SSMA was working fine in SQL Server. It reconstructed the SQL Server equivalent schema from MySQL and copied the data from MySQL to SQL Server. However, there are a few catches when migrating to SQL Azure:
1. Tables without primary keys:
For some reason, some tables in the web site did not have primary keys. The problem is a table in SQL Azure need a clustered index. No primary key means no clustered index (in SSMA sense). We have used a development SQL Server to re-create the schema first. Then, look for the tables without primary keys and add the primary keys back.

2. Large records
The CMS designer has a concept that all data should be put into the database as the backup strategies. So, everything including images files, Flash video files, and video files were stored in some attachment table as well. SSMA could handle most of them but not all. However, when the record is large (say 10MB), it will eventually failed and interrupted the how migration process. It is a very traditional timeout problem. We are just dealing with two:
  1. Command timeout for SQL Server
  2. Idle timeout for MySQL
Since we do not have control for timeout configuration and error handling strategies, we skip those tables during the migration. We dumped out the attachment into file systems.
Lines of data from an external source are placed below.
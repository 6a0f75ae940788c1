//! Geospatial Normalizer: parses the two uploaded artifacts into one
//! immutable, CRS-unified pair of typed tables.
//!
//! Order matters here: headers are canonicalized first, then schemas are
//! validated, then geometry is reprojected into [`TARGET_CRS`], and only
//! then simplified. Both tables load or the whole call fails; a one-sided
//! success never leaks out.

mod columns;
mod proj;

use std::fs;
use std::path::Path;

use ahash::AHashMap;
use geo::{Coord, LineString, MultiLineString, Point, SimplifyVwPreserve};
use polars::frame::DataFrame;
use polars::prelude::StringChunked;
use shapefile::{
    Shape,
    dbase::{FieldValue, Record},
};

use crate::common::{data, fs as archive};
use crate::error::NormalizeError;
use crate::types::{
    HighwaySegment, RouteCode, Structure, StructureCode, scrub, split_link_codes, streetview_link,
};

pub use proj::TARGET_CRS;

use proj::{Reprojector, SourceCrs};

/// Visvalingam-Whyatt area tolerance for polyline simplification, in square
/// degrees. Tied to [`TARGET_CRS`] being geographic: it corresponds to a
/// linear tolerance around 1e-3 degrees, and a metric CRS would need an
/// epsilon several orders of magnitude larger.
const SIMPLIFY_EPSILON_DEG2: f64 = 1e-6;

const OAE_TABLE: &str = "oae";
const SNV_TABLE: &str = "snv";

const OAE_REQUIRED: &[&str] = &[
    "latitude",
    "longitude",
    "cod_sgo",
    "descr_obra",
    "tipo_obra",
    "uf",
    "br",
];
const SNV_REQUIRED: &[&str] = &["vl_br", "sg_uf"];

/// The Normalizer's output: both tables in [`TARGET_CRS`], immutable from
/// here on. The Filter Engine only ever borrows this.
#[derive(Debug)]
pub struct NormalizedPair {
    pub segments: Vec<HighwaySegment>,
    pub structures: Vec<Structure>,
    pub crs: &'static str,
}

/// Load, validate, and CRS-unify the structure table (CSV) and the highway
/// archive (zipped shapefile).
pub fn load_pair(oae_csv: &Path, snv_zip: &Path) -> Result<NormalizedPair, NormalizeError> {
    let structures = load_structures(oae_csv)?;
    let segments = load_segments(snv_zip)?;
    Ok(NormalizedPair {
        segments,
        structures,
        crs: TARGET_CRS,
    })
}

fn load_structures(path: &Path) -> Result<Vec<Structure>, NormalizeError> {
    let mut df = data::read_csv_all_strings(path)?;
    columns::canonicalize_headers(&mut df)?;
    columns::require_columns(&df, OAE_TABLE, OAE_REQUIRED)?;

    let latitude = df.column("latitude")?.str()?;
    let longitude = df.column("longitude")?.str()?;
    let code = df.column("cod_sgo")?.str()?;
    let description = df.column("descr_obra")?.str()?;
    let category = df.column("tipo_obra")?.str()?;
    let uf = df.column("uf")?.str()?;
    let route = df.column("br")?.str()?;
    let conflict = optional_column(&df, "tipo_conflito");
    let link_codes = optional_column(&df, "vl_codigo");
    let grade = optional_column(&df, "nota_sgo");

    let mut out = Vec::with_capacity(df.height());
    for row in 0..df.height() {
        let (Some(lat), Some(lon)) = (
            parse_coordinate(latitude.get(row), row, "latitude")?,
            parse_coordinate(longitude.get(row), row, "longitude")?,
        ) else {
            // Rows without coordinates cannot be placed on the map.
            continue;
        };
        out.push(Structure {
            code: StructureCode::parse(code.get(row).unwrap_or("")),
            description: cell(description, row),
            category: cell(category, row),
            uf: cell(uf, row),
            route: RouteCode::parse(route.get(row).unwrap_or("")),
            conflict: optional_cell(conflict, row),
            link_codes: link_codes
                .and_then(|c| c.get(row))
                .map(split_link_codes)
                .unwrap_or_default(),
            grade: optional_cell(grade, row),
            point: Point::new(lon, lat),
            streetview_link: streetview_link(lat, lon),
        });
    }
    Ok(out)
}

fn load_segments(zip_path: &Path) -> Result<Vec<HighwaySegment>, NormalizeError> {
    // The extraction dir drops (and deletes itself) when this function
    // returns, on every path.
    let (_extract_dir, shp_path) = archive::extract_shapefile_archive(zip_path)?;
    let items = data::read_shapefile(&shp_path)?;
    require_fields(&items)?;

    let prj_wkt = read_prj_sidecar(&shp_path);
    let reproject = Reprojector::new(SourceCrs::detect(prj_wkt.as_deref())?)?;

    let mut out = Vec::with_capacity(items.len());
    for (shape, record) in items {
        let Some(geometry) = polyline_geometry(&shape) else {
            continue;
        };
        let geometry = reproject.project_polyline(&geometry)?;
        let geometry = geometry.simplify_vw_preserve(&SIMPLIFY_EPSILON_DEG2);
        let fields = field_map(record);
        out.push(HighwaySegment {
            route: RouteCode::parse(fields.get("vl_br").map(String::as_str).unwrap_or("")),
            uf: fields.get("sg_uf").cloned().unwrap_or_default(),
            link_code: fields
                .get("vl_codigo")
                .map(|v| scrub(v).to_string())
                .filter(|v| !v.is_empty()),
            admin_type: fields.get("ds_tipo_ad").cloned(),
            coincidence: fields.get("ds_coinc").cloned(),
            jurisdiction: fields.get("ds_jurisdi").cloned(),
            surface: fields.get("ds_superfi").cloned(),
            local_unit: fields.get("ul").cloned(),
            geometry,
        });
    }
    Ok(out)
}

fn optional_column<'a>(df: &'a DataFrame, name: &str) -> Option<&'a StringChunked> {
    df.column(name).ok().and_then(|c| c.str().ok())
}

fn cell(column: &StringChunked, row: usize) -> String {
    column.get(row).map(str::trim).unwrap_or("").to_string()
}

fn optional_cell(column: Option<&StringChunked>, row: usize) -> Option<String> {
    column
        .and_then(|c| c.get(row))
        .map(str::trim)
        .filter(|v| !v.is_empty())
        .map(str::to_string)
}

/// `Ok(None)` for a blank cell (the row is skipped), an error only for a
/// non-empty cell that does not parse.
fn parse_coordinate(
    raw: Option<&str>,
    row: usize,
    column: &'static str,
) -> Result<Option<f64>, NormalizeError> {
    let value = raw.map(str::trim).unwrap_or("");
    if value.is_empty() {
        return Ok(None);
    }
    // Brazilian spreadsheets export comma decimals.
    value
        .replace(',', ".")
        .parse::<f64>()
        .map(Some)
        .map_err(|_| NormalizeError::InvalidValue {
            row,
            column,
            value: value.to_string(),
        })
}

/// Validate the dbase schema once, off the first record, so a renamed or
/// absent join column fails loudly instead of producing empty segments.
fn require_fields(items: &[(Shape, Record)]) -> Result<(), NormalizeError> {
    let Some((_, record)) = items.first() else {
        return Ok(());
    };
    let have: Vec<String> = record
        .clone()
        .into_iter()
        .map(|(name, _)| columns::canonical(&name))
        .collect();
    let missing: Vec<String> = SNV_REQUIRED
        .iter()
        .filter(|c| !have.iter().any(|h| h == *c))
        .map(|c| c.to_string())
        .collect();
    if missing.is_empty() {
        Ok(())
    } else {
        Err(NormalizeError::MissingColumns {
            table: SNV_TABLE,
            columns: missing,
        })
    }
}

fn read_prj_sidecar(shp_path: &Path) -> Option<String> {
    for ext in ["prj", "PRJ"] {
        let path = shp_path.with_extension(ext);
        if let Ok(text) = fs::read_to_string(&path) {
            return Some(text);
        }
    }
    None
}

fn polyline_geometry(shape: &Shape) -> Option<MultiLineString<f64>> {
    fn lines<P>(parts: &[Vec<P>], coord: impl Fn(&P) -> Coord<f64>) -> Vec<LineString<f64>> {
        parts
            .iter()
            .map(|part| part.iter().map(&coord).collect())
            .collect()
    }

    let parts = match shape {
        Shape::Polyline(p) => lines(p.parts(), |pt| Coord { x: pt.x, y: pt.y }),
        Shape::PolylineM(p) => lines(p.parts(), |pt| Coord { x: pt.x, y: pt.y }),
        Shape::PolylineZ(p) => lines(p.parts(), |pt| Coord { x: pt.x, y: pt.y }),
        _ => return None,
    };
    Some(MultiLineString::new(parts))
}

/// Flatten a dbase record into canonical-name → trimmed-text pairs. Empty
/// values are dropped so "present but blank" and "absent" read the same.
fn field_map(record: Record) -> AHashMap<String, String> {
    let mut map = AHashMap::new();
    for (name, value) in record {
        let text = match value {
            FieldValue::Character(v) => v.unwrap_or_default(),
            FieldValue::Numeric(v) => v.map(format_numeric).unwrap_or_default(),
            FieldValue::Float(v) => v.map(|f| format_numeric(f64::from(f))).unwrap_or_default(),
            FieldValue::Integer(v) => v.to_string(),
            FieldValue::Logical(v) => v.map(|b| b.to_string()).unwrap_or_default(),
            _ => String::new(),
        };
        let text = text.trim().to_string();
        if !text.is_empty() {
            map.insert(columns::canonical(&name), text);
        }
    }
    map
}

/// Render dbase numerics without a fractional part when they are whole, so a
/// route code reads "10" rather than "10.0".
fn format_numeric(value: f64) -> String {
    if value.fract() == 0.0 {
        format!("{}", value as i64)
    } else {
        value.to_string()
    }
}
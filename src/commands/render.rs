use anyhow::Result;

use crate::cli::{Cli, RenderArgs};
use crate::common::fs::write_atomic;
use crate::filter;
use crate::io::geojson;
use crate::session::Session;

pub fn run(cli: &Cli, args: &RenderArgs) -> Result<()> {
    if cli.verbose > 0 {
        eprintln!(
            "[render] oae={} snv={} -> {}",
            args.oae.display(),
            args.snv.display(),
            args.out.display()
        );
    }

    let pair = Session::new().load(&args.oae, &args.snv)?;
    let state = args.filters.to_state();
    let outcome = filter::apply(&pair, &state);

    if outcome.is_empty() {
        eprintln!("Nenhum dado encontrado com os filtros selecionados.");
        return Ok(());
    }

    let segments = serde_json::to_vec_pretty(&geojson::segments_to_geojson(&outcome))?;
    let structures = serde_json::to_vec_pretty(&geojson::structures_to_geojson(&outcome))?;
    write_atomic(&args.out.join("segments.geojson"), &segments, args.force)?;
    write_atomic(&args.out.join("structures.geojson"), &structures, args.force)?;

    println!(
        "Wrote {} segments, {} structures -> {}",
        outcome.segment_count(),
        outcome.structure_count(),
        args.out.display()
    );
    Ok(())
}
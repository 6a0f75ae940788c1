//! Shared low-level helpers: archive handling and raw readers.

pub(crate) mod data;
pub(crate) mod fs;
After a few tuning in the upload and download script to make the CMS working, we create a PHP script to migrate only the metadata columns in the attachment tables.

To conclude, the migration were performed in a two steps:
  1. Execute the SQL script to create the tables
  2. SSMA to copy most data
  3. Execute the PHP script to migrate the attachment metadata
The performance was quite satisfactory.